--- SUPPLIED ENTRIES ---

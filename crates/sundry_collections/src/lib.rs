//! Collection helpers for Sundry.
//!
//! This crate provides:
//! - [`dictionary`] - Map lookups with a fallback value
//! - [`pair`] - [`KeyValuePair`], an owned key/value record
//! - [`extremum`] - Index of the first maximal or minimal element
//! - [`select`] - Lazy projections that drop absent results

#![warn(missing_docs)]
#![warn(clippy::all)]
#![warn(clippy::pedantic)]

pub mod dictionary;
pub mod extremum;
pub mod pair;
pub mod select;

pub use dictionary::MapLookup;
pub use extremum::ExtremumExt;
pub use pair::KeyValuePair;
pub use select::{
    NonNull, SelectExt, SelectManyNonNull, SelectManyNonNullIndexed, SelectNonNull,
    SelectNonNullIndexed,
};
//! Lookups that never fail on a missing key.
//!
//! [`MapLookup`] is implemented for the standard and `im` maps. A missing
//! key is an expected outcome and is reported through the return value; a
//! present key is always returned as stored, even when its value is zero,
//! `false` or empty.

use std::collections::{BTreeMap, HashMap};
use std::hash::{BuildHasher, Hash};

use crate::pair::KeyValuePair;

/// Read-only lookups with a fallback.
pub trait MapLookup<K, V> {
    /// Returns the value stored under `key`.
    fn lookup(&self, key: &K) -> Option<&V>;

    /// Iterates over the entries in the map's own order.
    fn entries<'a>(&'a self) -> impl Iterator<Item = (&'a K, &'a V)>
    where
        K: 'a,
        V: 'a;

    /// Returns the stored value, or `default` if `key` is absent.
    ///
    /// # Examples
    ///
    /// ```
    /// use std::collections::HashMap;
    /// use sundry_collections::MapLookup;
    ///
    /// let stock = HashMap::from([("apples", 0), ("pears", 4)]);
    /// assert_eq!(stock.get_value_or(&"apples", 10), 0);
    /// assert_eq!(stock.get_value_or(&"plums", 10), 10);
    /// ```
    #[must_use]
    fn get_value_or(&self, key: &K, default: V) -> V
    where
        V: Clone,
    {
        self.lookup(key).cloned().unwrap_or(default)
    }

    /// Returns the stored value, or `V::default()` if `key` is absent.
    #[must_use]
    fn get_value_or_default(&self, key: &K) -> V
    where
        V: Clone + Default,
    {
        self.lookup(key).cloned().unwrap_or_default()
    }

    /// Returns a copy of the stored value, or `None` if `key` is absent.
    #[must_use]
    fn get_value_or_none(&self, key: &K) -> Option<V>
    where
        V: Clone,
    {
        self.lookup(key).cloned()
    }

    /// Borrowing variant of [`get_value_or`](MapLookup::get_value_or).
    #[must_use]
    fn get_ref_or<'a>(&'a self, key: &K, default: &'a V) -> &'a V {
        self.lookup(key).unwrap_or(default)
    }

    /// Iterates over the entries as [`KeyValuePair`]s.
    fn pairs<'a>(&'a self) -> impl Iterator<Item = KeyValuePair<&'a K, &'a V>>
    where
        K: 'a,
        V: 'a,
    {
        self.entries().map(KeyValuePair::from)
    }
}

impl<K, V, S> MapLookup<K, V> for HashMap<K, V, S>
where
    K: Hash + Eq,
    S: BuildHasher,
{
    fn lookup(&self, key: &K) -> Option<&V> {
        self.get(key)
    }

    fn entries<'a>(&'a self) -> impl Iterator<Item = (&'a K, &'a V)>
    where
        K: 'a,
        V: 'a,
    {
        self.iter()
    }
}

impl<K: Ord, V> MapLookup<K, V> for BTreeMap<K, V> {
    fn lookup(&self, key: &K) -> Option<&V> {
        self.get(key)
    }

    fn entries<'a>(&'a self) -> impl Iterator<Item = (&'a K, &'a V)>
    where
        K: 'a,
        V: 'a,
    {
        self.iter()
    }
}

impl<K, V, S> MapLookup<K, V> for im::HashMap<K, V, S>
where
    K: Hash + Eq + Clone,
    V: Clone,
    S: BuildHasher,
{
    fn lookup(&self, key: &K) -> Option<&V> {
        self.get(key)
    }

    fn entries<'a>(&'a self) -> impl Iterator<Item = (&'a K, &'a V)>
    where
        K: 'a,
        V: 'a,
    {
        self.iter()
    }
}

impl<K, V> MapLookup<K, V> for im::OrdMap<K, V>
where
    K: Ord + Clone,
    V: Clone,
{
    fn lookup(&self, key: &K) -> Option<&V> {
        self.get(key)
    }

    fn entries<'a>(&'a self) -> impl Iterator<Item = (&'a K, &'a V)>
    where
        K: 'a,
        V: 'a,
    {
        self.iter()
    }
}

---

▶ _YOUR GOAL_
Each line from the first line of the entries up to and including the line containing "or minimal element" should be transcribed exactly, with all other lines left out.

▶ _YOUR RESPONSE_
filename crates/sundry_collections/src/lib.rs
//! Collection helpers for Sundry.
//!
//! This crate provides:
//! - [`dictionary`] - Map lookups with a fallback value
//! - [`pair`] - [`KeyValuePair`], an owned key/value record
//! - [`extremum`] - Index of the first maximal or minimal element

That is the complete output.